▸ Task prompt: Once the line containing "repository 950e32e21fca2905" is found in the entries below, restate it and each following line word for word, stopping after the line containing "format version, registered".

Records excerpted from a collection
________

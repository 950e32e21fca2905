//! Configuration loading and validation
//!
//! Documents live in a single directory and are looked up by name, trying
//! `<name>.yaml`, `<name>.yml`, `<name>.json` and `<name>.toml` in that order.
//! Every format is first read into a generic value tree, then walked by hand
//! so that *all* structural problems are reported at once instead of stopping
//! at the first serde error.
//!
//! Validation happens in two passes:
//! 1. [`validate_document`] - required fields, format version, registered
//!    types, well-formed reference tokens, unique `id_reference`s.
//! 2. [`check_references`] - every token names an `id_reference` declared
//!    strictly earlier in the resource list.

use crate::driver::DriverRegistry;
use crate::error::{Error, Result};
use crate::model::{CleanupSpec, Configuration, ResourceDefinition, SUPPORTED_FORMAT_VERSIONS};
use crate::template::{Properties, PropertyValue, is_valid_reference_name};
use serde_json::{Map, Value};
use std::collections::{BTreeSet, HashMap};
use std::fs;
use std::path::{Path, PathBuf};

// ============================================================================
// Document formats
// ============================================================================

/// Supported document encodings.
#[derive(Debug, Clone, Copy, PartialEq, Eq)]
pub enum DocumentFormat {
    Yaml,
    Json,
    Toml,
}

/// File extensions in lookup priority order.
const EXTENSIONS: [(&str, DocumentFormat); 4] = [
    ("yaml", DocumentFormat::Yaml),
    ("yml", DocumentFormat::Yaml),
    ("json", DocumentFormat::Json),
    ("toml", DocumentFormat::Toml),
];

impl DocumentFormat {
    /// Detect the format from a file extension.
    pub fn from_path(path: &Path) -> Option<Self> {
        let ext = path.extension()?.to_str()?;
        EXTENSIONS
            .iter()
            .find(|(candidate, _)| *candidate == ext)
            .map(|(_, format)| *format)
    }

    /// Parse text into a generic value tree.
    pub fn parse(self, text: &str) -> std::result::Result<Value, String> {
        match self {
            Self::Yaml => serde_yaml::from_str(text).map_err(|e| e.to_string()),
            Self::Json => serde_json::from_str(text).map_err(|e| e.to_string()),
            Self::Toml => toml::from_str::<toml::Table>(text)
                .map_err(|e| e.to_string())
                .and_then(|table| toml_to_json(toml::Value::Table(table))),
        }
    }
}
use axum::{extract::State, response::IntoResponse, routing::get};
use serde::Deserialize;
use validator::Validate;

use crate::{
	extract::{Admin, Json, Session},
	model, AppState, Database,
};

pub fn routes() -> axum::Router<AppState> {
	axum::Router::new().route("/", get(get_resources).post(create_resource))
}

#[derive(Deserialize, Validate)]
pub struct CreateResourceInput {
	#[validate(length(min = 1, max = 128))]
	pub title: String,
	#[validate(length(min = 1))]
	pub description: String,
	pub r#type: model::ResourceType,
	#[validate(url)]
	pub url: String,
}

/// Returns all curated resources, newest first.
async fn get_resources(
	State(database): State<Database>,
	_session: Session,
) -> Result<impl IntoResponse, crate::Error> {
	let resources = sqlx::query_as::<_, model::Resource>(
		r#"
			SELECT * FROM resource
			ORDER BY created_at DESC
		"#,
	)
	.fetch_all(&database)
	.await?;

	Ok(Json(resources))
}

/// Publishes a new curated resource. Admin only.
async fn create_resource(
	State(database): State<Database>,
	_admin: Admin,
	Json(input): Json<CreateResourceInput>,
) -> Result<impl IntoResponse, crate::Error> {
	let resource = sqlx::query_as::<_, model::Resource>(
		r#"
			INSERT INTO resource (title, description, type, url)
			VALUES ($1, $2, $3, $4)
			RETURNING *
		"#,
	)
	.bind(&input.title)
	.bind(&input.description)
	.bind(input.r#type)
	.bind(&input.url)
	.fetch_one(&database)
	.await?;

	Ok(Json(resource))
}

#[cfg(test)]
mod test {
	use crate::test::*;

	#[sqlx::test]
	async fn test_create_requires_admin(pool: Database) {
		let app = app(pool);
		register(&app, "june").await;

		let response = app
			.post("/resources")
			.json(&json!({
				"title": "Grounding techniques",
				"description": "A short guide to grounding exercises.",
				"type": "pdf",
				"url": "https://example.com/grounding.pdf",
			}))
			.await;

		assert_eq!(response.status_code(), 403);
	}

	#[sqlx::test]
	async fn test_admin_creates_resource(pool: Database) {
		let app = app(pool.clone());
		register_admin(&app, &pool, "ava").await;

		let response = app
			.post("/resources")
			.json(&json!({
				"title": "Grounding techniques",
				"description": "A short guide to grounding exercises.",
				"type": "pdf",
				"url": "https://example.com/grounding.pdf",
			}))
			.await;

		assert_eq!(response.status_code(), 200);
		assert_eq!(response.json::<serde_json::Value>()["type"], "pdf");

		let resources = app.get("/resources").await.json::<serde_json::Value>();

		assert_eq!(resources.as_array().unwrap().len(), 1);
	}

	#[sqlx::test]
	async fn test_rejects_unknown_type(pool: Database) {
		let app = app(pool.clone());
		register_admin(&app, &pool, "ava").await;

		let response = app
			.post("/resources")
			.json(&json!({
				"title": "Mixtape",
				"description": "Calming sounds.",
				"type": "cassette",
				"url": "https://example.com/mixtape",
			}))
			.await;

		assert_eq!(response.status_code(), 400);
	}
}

________

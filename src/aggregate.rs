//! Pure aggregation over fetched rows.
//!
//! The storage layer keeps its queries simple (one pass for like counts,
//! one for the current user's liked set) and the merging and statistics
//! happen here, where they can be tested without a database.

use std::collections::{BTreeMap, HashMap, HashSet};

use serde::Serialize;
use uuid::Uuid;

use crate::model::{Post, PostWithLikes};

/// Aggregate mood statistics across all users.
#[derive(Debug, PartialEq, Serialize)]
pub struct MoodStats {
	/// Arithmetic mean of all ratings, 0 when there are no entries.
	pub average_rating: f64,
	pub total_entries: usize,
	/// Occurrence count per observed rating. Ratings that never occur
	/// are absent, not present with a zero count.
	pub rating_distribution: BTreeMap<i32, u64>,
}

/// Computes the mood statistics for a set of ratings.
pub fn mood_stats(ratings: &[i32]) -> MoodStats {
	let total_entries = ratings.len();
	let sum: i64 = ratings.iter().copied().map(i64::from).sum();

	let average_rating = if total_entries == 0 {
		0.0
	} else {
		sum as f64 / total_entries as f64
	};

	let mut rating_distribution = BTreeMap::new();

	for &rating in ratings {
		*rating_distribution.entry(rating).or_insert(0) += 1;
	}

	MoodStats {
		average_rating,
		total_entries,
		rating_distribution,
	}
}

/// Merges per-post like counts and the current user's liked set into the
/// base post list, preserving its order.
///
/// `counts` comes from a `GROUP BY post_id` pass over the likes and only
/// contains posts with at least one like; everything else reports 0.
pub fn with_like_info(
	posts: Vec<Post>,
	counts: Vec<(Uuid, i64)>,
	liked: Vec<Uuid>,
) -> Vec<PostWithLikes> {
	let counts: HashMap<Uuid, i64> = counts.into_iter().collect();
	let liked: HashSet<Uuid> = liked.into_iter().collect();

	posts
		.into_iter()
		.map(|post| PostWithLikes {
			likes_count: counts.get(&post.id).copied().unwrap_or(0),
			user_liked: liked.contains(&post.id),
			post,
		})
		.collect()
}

________

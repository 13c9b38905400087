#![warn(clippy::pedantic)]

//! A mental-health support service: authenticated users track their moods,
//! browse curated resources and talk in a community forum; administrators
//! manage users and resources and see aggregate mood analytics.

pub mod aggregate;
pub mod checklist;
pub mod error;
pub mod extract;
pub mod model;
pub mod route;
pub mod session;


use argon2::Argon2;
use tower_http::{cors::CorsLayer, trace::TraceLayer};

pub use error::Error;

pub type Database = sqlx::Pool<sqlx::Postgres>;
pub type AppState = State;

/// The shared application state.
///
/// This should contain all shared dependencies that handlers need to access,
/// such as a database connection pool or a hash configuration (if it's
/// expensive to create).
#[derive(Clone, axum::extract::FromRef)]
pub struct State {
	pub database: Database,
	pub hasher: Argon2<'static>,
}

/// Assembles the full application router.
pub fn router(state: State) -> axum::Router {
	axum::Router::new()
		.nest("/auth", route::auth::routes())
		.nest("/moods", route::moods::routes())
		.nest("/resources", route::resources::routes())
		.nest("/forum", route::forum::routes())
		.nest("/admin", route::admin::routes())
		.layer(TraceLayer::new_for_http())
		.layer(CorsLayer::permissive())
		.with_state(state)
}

________

▸ Finished exercise:
repository 950e32e21fca2905
//! Configuration loading and validation
//!
//! Documents live in a single directory and are looked up by name, trying
//! `<name>.yaml`, `<name>.yml`, `<name>.json` and `<name>.toml` in that order.
//! Every format is first read into a generic value tree, then walked by hand
//! so that *all* structural problems are reported at once instead of stopping
//! at the first serde error.
//!
//! Validation happens in two passes:
//! 1. [`validate_document`] - required fields, format version, registered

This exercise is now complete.